My answer on Referencing the contents of a memory location. (x86 addressing modes) has examples of when you might use every possible addressing mode for array indexing, with either a pointer to an array or a static array (so you can hard-code the array start address as an absolute displacement).

---

In technical x86 addressing mode terminology:

• displacement: the +- constant part of an address, encoded in a 2's complement sign-extended disp8, or a disp32. (In 64-bit addressing modes, the disp32 is sign-extended to 64 bits).

• offset: the result of the esi+ebx*4-0x4 calculation: the offset relative to the segment base. (In a normal flat memory model with base=0, the offset = the whole address).

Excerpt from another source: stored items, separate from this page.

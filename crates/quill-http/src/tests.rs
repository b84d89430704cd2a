//! End-to-end router tests against an in-memory store.

use std::sync::Arc;

use axum::{
  Router,
  body::{Body, to_bytes},
  http::{Request, StatusCode, header},
  response::Response,
};
use quill_core::entry::Entry;
use quill_store_sqlite::SqliteStore;
use serde_json::json;
use tower::ServiceExt as _;

use crate::{
  AppState, PrincipalConfig,
  auth::{StaticTokenProvider, token_digest},
  router,
};

const ALICE_TOKEN: &str = "alice-token";
const BOB_TOKEN: &str = "bob-token";

fn principal_cfg(token: &str, id: &str) -> PrincipalConfig {
  PrincipalConfig {
    token_sha256: token_digest(token),
    id:           id.to_string(),
    display_name: None,
    email:        None,
    avatar_url:   None,
  }
}

async fn app() -> Router {
  let store = SqliteStore::open_in_memory().await.expect("in-memory store");
  let principals = vec![
    principal_cfg(ALICE_TOKEN, "user-alice"),
    principal_cfg(BOB_TOKEN, "user-bob"),
  ];
  let state = AppState {
    store: Arc::new(store),
    idp:   Arc::new(StaticTokenProvider::from_config(&principals)),
  };
  router(state)
}

fn get_entries(token: &str) -> Request<Body> {
  Request::builder()
    .uri("/entries")
    .header(header::AUTHORIZATION, format!("Bearer {token}"))
    .body(Body::empty())
    .unwrap()
}

fn post_entry(token: &str, content: &str) -> Request<Body> {
  Request::builder()
    .method("POST")
    .uri("/entries")
    .header(header::AUTHORIZATION, format!("Bearer {token}"))
    .header(header::CONTENT_TYPE, "application/json")
    .body(Body::from(json!({ "content": content }).to_string()))
    .unwrap()
}

fn delete_entry(token: &str, id: &str) -> Request<Body> {
  Request::builder()
    .method("DELETE")
    .uri(format!("/entries/{id}"))
    .header(header::AUTHORIZATION, format!("Bearer {token}"))
    .body(Body::empty())
    .unwrap()
}

async fn json_body<T: serde::de::DeserializeOwned>(res: Response) -> T {
  let bytes = to_bytes(res.into_body(), usize::MAX).await.unwrap();
  serde_json::from_slice(&bytes).unwrap()
}

// ─── Auth ─────────────────────────────────────────────────────────────────────

#[tokio::test]
async fn unauthenticated_list_is_rejected() {
  let app = app().await;
  let res = app.oneshot(get_entries_without_auth()).await.unwrap();
  assert_eq!(res.status(), StatusCode::UNAUTHORIZED);
  assert!(res.headers().contains_key(header::WWW_AUTHENTICATE));
}

fn get_entries_without_auth() -> Request<Body> {
  Request::builder()
    .uri("/entries")
    .body(Body::empty())
    .unwrap()
}

// ─── Create / list ────────────────────────────────────────────────────────────

#[tokio::test]
async fn create_then_list() {
  let app = app().await;

  let res = app
    .clone()
    .oneshot(post_entry(ALICE_TOKEN, "My journal entry"))
    .await
    .unwrap();
  assert_eq!(res.status(), StatusCode::CREATED);
  let created: Entry = json_body(res).await;
  assert_eq!(created.content, "My journal entry");
  assert_eq!(created.owner_id.as_str(), "user-alice");

  let res = app.oneshot(get_entries(ALICE_TOKEN)).await.unwrap();
  assert_eq!(res.status(), StatusCode::OK);
  let entries: Vec<Entry> = json_body(res).await;
  assert_eq!(entries.len(), 1);
  assert_eq!(entries[0].entry_id, created.entry_id);
}

#[tokio::test]
async fn create_trims_content() {
  let app = app().await;
  let res = app
    .oneshot(post_entry(ALICE_TOKEN, "  padded  "))
    .await
    .unwrap();
  let created: Entry = json_body(res).await;
  assert_eq!(created.content, "padded");
}

#[tokio::test]
async fn blank_content_is_rejected() {
  let app = app().await;
  let res = app
    .clone()
    .oneshot(post_entry(ALICE_TOKEN, "   \n\t"))
    .await
    .unwrap();
  assert_eq!(res.status(), StatusCode::BAD_REQUEST);

  // The rejected create added nothing.
  let res = app.oneshot(get_entries(ALICE_TOKEN)).await.unwrap();
  let entries: Vec<Entry> = json_body(res).await;
  assert!(entries.is_empty());
}

#[tokio::test]
async fn list_is_scoped_to_requesting_principal() {
  let app = app().await;

  app
    .clone()
    .oneshot(post_entry(ALICE_TOKEN, "alice's entry"))
    .await
    .unwrap();

  let res = app.oneshot(get_entries(BOB_TOKEN)).await.unwrap();
  assert_eq!(res.status(), StatusCode::OK);
  let entries: Vec<Entry> = json_body(res).await;
  assert!(entries.is_empty());
}

#[tokio::test]
async fn list_is_most_recent_first() {
  let app = app().await;

  app
    .clone()
    .oneshot(post_entry(ALICE_TOKEN, "first"))
    .await
    .unwrap();
  app
    .clone()
    .oneshot(post_entry(ALICE_TOKEN, "second"))
    .await
    .unwrap();

  let res = app.oneshot(get_entries(ALICE_TOKEN)).await.unwrap();
  let entries: Vec<Entry> = json_body(res).await;
  assert_eq!(entries.len(), 2);
  assert!(entries[0].created_at >= entries[1].created_at);
}

// ─── Delete ───────────────────────────────────────────────────────────────────

#[tokio::test]
async fn delete_own_entry() {
  let app = app().await;

  let res = app
    .clone()
    .oneshot(post_entry(ALICE_TOKEN, "short-lived"))
    .await
    .unwrap();
  let created: Entry = json_body(res).await;

  let res = app
    .clone()
    .oneshot(delete_entry(ALICE_TOKEN, &created.entry_id.to_string()))
    .await
    .unwrap();
  assert_eq!(res.status(), StatusCode::NO_CONTENT);

  let res = app.oneshot(get_entries(ALICE_TOKEN)).await.unwrap();
  let entries: Vec<Entry> = json_body(res).await;
  assert!(entries.is_empty());
}

#[tokio::test]
async fn delete_other_owners_entry_is_forbidden() {
  let app = app().await;

  let res = app
    .clone()
    .oneshot(post_entry(ALICE_TOKEN, "private"))
    .await
    .unwrap();
  let created: Entry = json_body(res).await;

  let res = app
    .clone()
    .oneshot(delete_entry(BOB_TOKEN, &created.entry_id.to_string()))
    .await
    .unwrap();
  assert_eq!(res.status(), StatusCode::FORBIDDEN);

  // The denied delete left the entry in place.
  let res = app.oneshot(get_entries(ALICE_TOKEN)).await.unwrap();
  let entries: Vec<Entry> = json_body(res).await;
  assert_eq!(entries.len(), 1);
}

#[tokio::test]
async fn delete_unknown_entry_is_not_found() {
  let app = app().await;
  let res = app
    .oneshot(delete_entry(
      ALICE_TOKEN,
      "00000000-0000-0000-0000-000000000000",
    ))
    .await
    .unwrap();
  assert_eq!(res.status(), StatusCode::NOT_FOUND);
}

  People often use "offset" to describe the displacement, and usually there's no confusion because it's clear from context they're talking about a constant offset (using the English word offset in a sense other than x86 seg:off), but I like to stick to "displacement" to describe the displacement.

• base: the non-index register component of the addressing mode, if there is one. (The encoding for "no base register" instead means there's a disp32, and you can think of that as a base. It implies the DS segment.)

  This includes the case of having only an index and no base register: [esi*4] can only be encoded as [dword 0 + esi*4].

---

imul   eax,DWORD PTR [esi+ebx*4-0x4]

Yes, eax *= memory source operand.

And yes, your address calculation is correct. Base + scaled index + signed displacement, resulting in a virtual address¹.

"go to the address (result) and get the value inside it" is a weird way to describe it. "go to" would normally mean a control transfer, fetching the bytes as code. But that's not what happens, this is just a data load from that address, fully handled by hardware.

A modern x86 CPU (like Intel Skylake for example) decodes the imul eax, [esi+ebx*4 - 4] into two uops: an imul ALU operation and a load. The ALU operation has to wait for the load result. (Fun fact: the two micro-ops are actually micro-fused into a single uop for most of the pipeline, except for in the out-of-order scheduler. See https://agner.org/optimize/ for more.)

When the load uop runs, the address-generation unit (AGU) gets the 2 register inputs, the index scale factor (left shift by 2), and the immediate displacement (-4). The shift-and-add hardware in the AGU calculates the load address.

The next step inside the load execution unit is to use that address to load from L1d cache (which has the first-level L1dTLB virtual->physical cache basically built-in. L1d is virtually indexed, so the TLB lookup can happen in parallel with fetching the set of 8 tags+data from that way of L1d cache). Assuming a hit in the L1dTLB and L1d cache, the load execution unit receives a load result ~5 cycles later.

That load result is forwarded to the ALU execution unit as a source operand. The ALU doesn't care whether it was imul eax, ebx or a memory source operand; that multiply uop is just dispatched to the ALU as soon as both input operands are ready.

---

jmp    DWORD PTR [eax*4+0x80497e8]

Yes, eax *4 is the scaled index.

Yes, 0x80497e8 is the disp32 displacement. In this case, the displacement component of the addressing mode is probably being used as the address of a static jump table. You can think of it as the base for this addressing mode.

jump to that address

Nope, load a new EIP value from that address. It's a memory-indirect jump because of the square brackets.

What you described would be

lea   eax, [eax*4+0x80497e8]       ; address calc
jmp   eax                          ; jump to code at that address

There's no way to do a computed jump in one instruction, you always need the new EIP value to be in a register or fetched as data from memory.

---

Footnote 1: We're assuming a flat memory model (segment base = 0), so we can ignore segmentation, like normal for code running under a normal OS like Linux, Windows, OS X, or pretty much any 32 or 64-bit OS. So the address calculation gives you a linear address.

I'm also assuming that paging is enabled, like normal under a mainstream OS, so it's a virtual address that has to be translated to physical, by the page tables cached by the TLB.